Le chef du Hezbollah a réclamé mardi un retrait total, selon un calendrier préétabli, de l’armée israélienne dans le sud du Liban, où deux personnes ont été tuées par des tirs israéliens.
C’est la première fois que l’armée israélienne fait feu depuis samedi soir dans le sud du pays, où a été constatée une accalmie en pleins pourparlers entre Washington et Téhéran pour mettre durablement fin à la guerre au Moyen-Orient.
« Nous avons maintenant un cessez-le-feu. Le retrait israélien doit se faire selon un calendrier préétabli. Israël n’a d’autre choix que de se retirer totalement de tout le territoire libanais, sans en garder un pouce », a déclaré le chef de Hezbollah Naïm Qassem.
Il a promis en échange de laisser l’armée libanaise se déployer seule au sud du fleuve Litani, à une trentaine de kilomètres de la frontière avec Israël.

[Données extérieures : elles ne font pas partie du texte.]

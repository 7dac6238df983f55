//! End-to-end tests over the HTTP boundary: admission, availability board,
//! cancellation, email lookup, and the admin surface.

use std::path::PathBuf;
use std::sync::Arc;

use axum::Router;
use axum::body::Body;
use axum::http::{Request, StatusCode, header};
use chrono::Days;
use http_body_util::BodyExt;
use serde_json::{Value, json};
use tower::ServiceExt;

use courtbook::api::{ADMIN_SECRET_HEADER, AppState, router};
use courtbook::auth::AdminSecret;
use courtbook::clock::VenueClock;
use courtbook::directory::Directory;
use courtbook::engine::Engine;
use courtbook::notify::NotifyHub;

const ADMIN_SECRET: &str = "sesame";

fn test_wal_path(name: &str) -> PathBuf {
    let dir = std::env::temp_dir().join("courtbook_test_api");
    std::fs::create_dir_all(&dir).unwrap();
    let path = dir.join(name);
    let _ = std::fs::remove_file(&path);
    path
}

fn test_state(name: &str) -> AppState {
    let directory = Arc::new(Directory::builtin());
    let engine = Arc::new(
        Engine::new(
            test_wal_path(name),
            Arc::new(NotifyHub::new()),
            directory.clone(),
            VenueClock::default(),
        )
        .unwrap(),
    );
    AppState {
        engine,
        directory,
        admin: Arc::new(AdminSecret::new(ADMIN_SECRET)),
    }
}

async fn send(app: &Router, request: Request<Body>) -> (StatusCode, Value) {
    let response = app.clone().oneshot(request).await.unwrap();
    let status = response.status();
    let bytes = response.into_body().collect().await.unwrap().to_bytes();
    let body = if bytes.is_empty() {
        Value::Null
    } else {
        serde_json::from_slice(&bytes).unwrap()
    };
    (status, body)
}

fn post_json(uri: &str, body: &Value) -> Request<Body> {
    Request::builder()
        .method("POST")
        .uri(uri)
        .header(header::CONTENT_TYPE, "application/json")
        .body(Body::from(body.to_string()))
        .unwrap()
}

fn get(uri: &str) -> Request<Body> {
    Request::builder().uri(uri).body(Body::empty()).unwrap()
}

fn booking_request(house: &str, date: &str, start: &str, email: &str) -> Value {
    json!({
        "house_id": house,
        "court_id": "padel",
        "booking_date": date,
        "start_time": start,
        "booker_name": "John Doe",
        "booker_email": email,
    })
}

fn tomorrow(state: &AppState) -> String {
    state
        .engine
        .today()
        .checked_add_days(Days::new(1))
        .unwrap()
        .to_string()
}

#[tokio::test]
async fn booking_flow_with_board_and_cancellation() {
    let state = test_state("flow.wal");
    let app = router(state.clone());
    let date = tomorrow(&state);

    // Admission
    let (status, body) = send(
        &app,
        post_json(
            "/api/bookings",
            &booking_request("casa-coco", &date, "05:00", "john@example.com"),
        ),
    )
    .await;
    assert_eq!(status, StatusCode::CREATED);
    assert_eq!(body["status"], "confirmed");
    assert_eq!(body["start_time"], "05:00");
    assert_eq!(body["end_time"], "06:00");
    let token = body["cancellation_token"].as_str().unwrap().to_owned();
    assert_eq!(token.len(), 32);

    // Board shows the 05:00 and 05:30 starts as taken, attributed by name
    let (status, board) = send(&app, get(&format!("/api/slots?court_id=padel&date={date}"))).await;
    assert_eq!(status, StatusCode::OK);
    let cells = board.as_array().unwrap();
    assert_eq!(cells.len(), 32);
    assert_eq!(cells[0]["taken"], true);
    assert_eq!(cells[0]["taken_by"], "Casa Coco");
    assert_eq!(cells[1]["taken"], true);
    assert_eq!(cells[2]["taken"], false);

    // Overlapping request from another house loses
    let (status, body) = send(
        &app,
        post_json(
            "/api/bookings",
            &booking_request("casa-rhino", &date, "05:30", "ana@example.com"),
        ),
    )
    .await;
    assert_eq!(status, StatusCode::CONFLICT);
    assert_eq!(body["error"], "slot_taken");

    // Cancellation is idempotent
    let (status, body) = send(&app, post_json("/api/cancellations", &json!({ "token": token }))).await;
    assert_eq!(status, StatusCode::OK);
    assert_eq!(body["status"], "cancelled");

    let (status, body) = send(&app, post_json("/api/cancellations", &json!({ "token": token }))).await;
    assert_eq!(status, StatusCode::OK);
    assert_eq!(body["status"], "already_cancelled");

    let (status, body) = send(
        &app,
        post_json("/api/cancellations", &json!({ "token": "not-a-real-token" })),
    )
    .await;
    assert_eq!(status, StatusCode::NOT_FOUND);
    assert_eq!(body["error"], "invalid_token");

    // The slot opens up again
    let (status, _) = send(
        &app,
        post_json(
            "/api/bookings",
            &booking_request("casa-rhino", &date, "05:00", "ana@example.com"),
        ),
    )
    .await;
    assert_eq!(status, StatusCode::CREATED);
}

#[tokio::test]
async fn rejections_have_stable_error_codes() {
    let state = test_state("rejections.wal");
    let app = router(state.clone());
    let date = tomorrow(&state);

    let too_far = state
        .engine
        .today()
        .checked_add_days(Days::new(8))
        .unwrap()
        .to_string();
    let (status, body) = send(
        &app,
        post_json(
            "/api/bookings",
            &booking_request("casa-coco", &too_far, "05:00", ""),
        ),
    )
    .await;
    assert_eq!(status, StatusCode::UNPROCESSABLE_ENTITY);
    assert_eq!(body["error"], "out_of_window");

    let (status, body) = send(
        &app,
        post_json(
            "/api/bookings",
            &booking_request("casa-coco", &date, "05:15", ""),
        ),
    )
    .await;
    assert_eq!(status, StatusCode::UNPROCESSABLE_ENTITY);
    assert_eq!(body["error"], "off_grid_start");

    let (status, body) = send(
        &app,
        post_json(
            "/api/bookings",
            &booking_request("casa-coco", &date, "5 am", ""),
        ),
    )
    .await;
    assert_eq!(status, StatusCode::UNPROCESSABLE_ENTITY);
    assert_eq!(body["error"], "invalid_start_time");

    let (status, body) = send(
        &app,
        post_json(
            "/api/bookings",
            &booking_request("casa-nowhere", &date, "05:00", ""),
        ),
    )
    .await;
    assert_eq!(status, StatusCode::UNPROCESSABLE_ENTITY);
    assert_eq!(body["error"], "unknown_house");

    // Cap: two bookings, then the third fails
    for (day, start) in [(&date, "06:00"), (&date, "08:00")] {
        let (status, _) = send(
            &app,
            post_json("/api/bookings", &booking_request("casa-coco", day, start, "")),
        )
        .await;
        assert_eq!(status, StatusCode::CREATED);
    }
    let (status, body) = send(
        &app,
        post_json(
            "/api/bookings",
            &booking_request("casa-coco", &date, "10:00", ""),
        ),
    )
    .await;
    assert_eq!(status, StatusCode::UNPROCESSABLE_ENTITY);
    assert_eq!(body["error"], "house_cap_exceeded");
}

#[tokio::test]
async fn preflight_gives_fast_feedback() {
    let state = test_state("preflight.wal");
    let app = router(state.clone());
    let date = tomorrow(&state);

    let (status, body) = send(
        &app,
        post_json(
            "/api/bookings/preflight",
            &json!({ "house_id": "casa-coco", "court_id": "padel", "booking_date": date }),
        ),
    )
    .await;
    assert_eq!(status, StatusCode::OK);
    assert_eq!(body["ok"], true);

    let past = state
        .engine
        .today()
        .checked_sub_days(Days::new(1))
        .unwrap()
        .to_string();
    let (status, body) = send(
        &app,
        post_json(
            "/api/bookings/preflight",
            &json!({ "house_id": "casa-coco", "court_id": "padel", "booking_date": past }),
        ),
    )
    .await;
    assert_eq!(status, StatusCode::UNPROCESSABLE_ENTITY);
    assert_eq!(body["error"], "out_of_window");
}

#[tokio::test]
async fn lookup_is_scoped_to_the_booker() {
    let state = test_state("lookup.wal");
    let app = router(state.clone());
    let date = tomorrow(&state);

    for (house, start, email) in [
        ("casa-coco", "05:00", "john@example.com"),
        ("casa-rhino", "07:00", "ana@example.com"),
    ] {
        let (status, _) = send(
            &app,
            post_json("/api/bookings", &booking_request(house, &date, start, email)),
        )
        .await;
        assert_eq!(status, StatusCode::CREATED);
    }

    let (status, body) = send(&app, get("/api/bookings?email=john@example.com")).await;
    assert_eq!(status, StatusCode::OK);
    let rows = body.as_array().unwrap();
    assert_eq!(rows.len(), 1);
    assert_eq!(rows[0]["booker_email"], "john@example.com");
    assert_eq!(rows[0]["house_id"], "casa-coco");

    let (status, body) = send(&app, get("/api/bookings?email=nobody@example.com")).await;
    assert_eq!(status, StatusCode::OK);
    assert_eq!(body.as_array().unwrap().len(), 0);
}

#[tokio::test]
async fn reference_data_listing() {
    let state = test_state("reference.wal");
    let app = router(state);

    let (status, body) = send(&app, get("/api/courts")).await;
    assert_eq!(status, StatusCode::OK);
    let courts = body.as_array().unwrap();
    assert_eq!(courts.len(), 2);
    assert!(courts.iter().any(|c| c["id"] == "padel"));

    let (status, body) = send(&app, get("/api/houses")).await;
    assert_eq!(status, StatusCode::OK);
    assert_eq!(body.as_array().unwrap().len(), 13);
}

#[tokio::test]
async fn admin_surface_requires_secret_and_hard_deletes() {
    let state = test_state("admin.wal");
    let app = router(state.clone());
    let date = tomorrow(&state);

    let (status, body) = send(
        &app,
        post_json(
            "/api/bookings",
            &booking_request("casa-coco", &date, "05:00", "john@example.com"),
        ),
    )
    .await;
    assert_eq!(status, StatusCode::CREATED);
    let id = body["id"].as_str().unwrap().to_owned();
    let token = body["cancellation_token"].as_str().unwrap().to_owned();

    // No secret → 401
    let (status, _) = send(&app, get("/api/admin/bookings")).await;
    assert_eq!(status, StatusCode::UNAUTHORIZED);

    // Wrong secret → 401
    let request = Request::builder()
        .uri("/api/admin/bookings")
        .header(ADMIN_SECRET_HEADER, "guess")
        .body(Body::empty())
        .unwrap();
    let (status, _) = send(&app, request).await;
    assert_eq!(status, StatusCode::UNAUTHORIZED);

    // Right secret → full listing
    let request = Request::builder()
        .uri("/api/admin/bookings")
        .header(ADMIN_SECRET_HEADER, ADMIN_SECRET)
        .body(Body::empty())
        .unwrap();
    let (status, body) = send(&app, request).await;
    assert_eq!(status, StatusCode::OK);
    assert_eq!(body.as_array().unwrap().len(), 1);

    // Hard delete removes the row; the token stops resolving
    let request = Request::builder()
        .method("DELETE")
        .uri(format!("/api/admin/bookings/{id}"))
        .header(ADMIN_SECRET_HEADER, ADMIN_SECRET)
        .body(Body::empty())
        .unwrap();
    let (status, _) = send(&app, request).await;
    assert_eq!(status, StatusCode::NO_CONTENT);

    let (status, body) = send(&app, post_json("/api/cancellations", &json!({ "token": token }))).await;
    assert_eq!(status, StatusCode::NOT_FOUND);
    assert_eq!(body["error"], "invalid_token");
}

Un peu plus tôt dans la journée, le président libanais Joseph Aoun avait redit son opposition à l’occupation israélienne dans le sud du pays comme aux interférences étrangères, une référence à l’Iran, parrain du Hezbollah libanais.
Le Liban et Israël ont entamé mardi à Washington une cinquième session de négociations directes entre les deux pays, auxquelles s’oppose Hezbollah.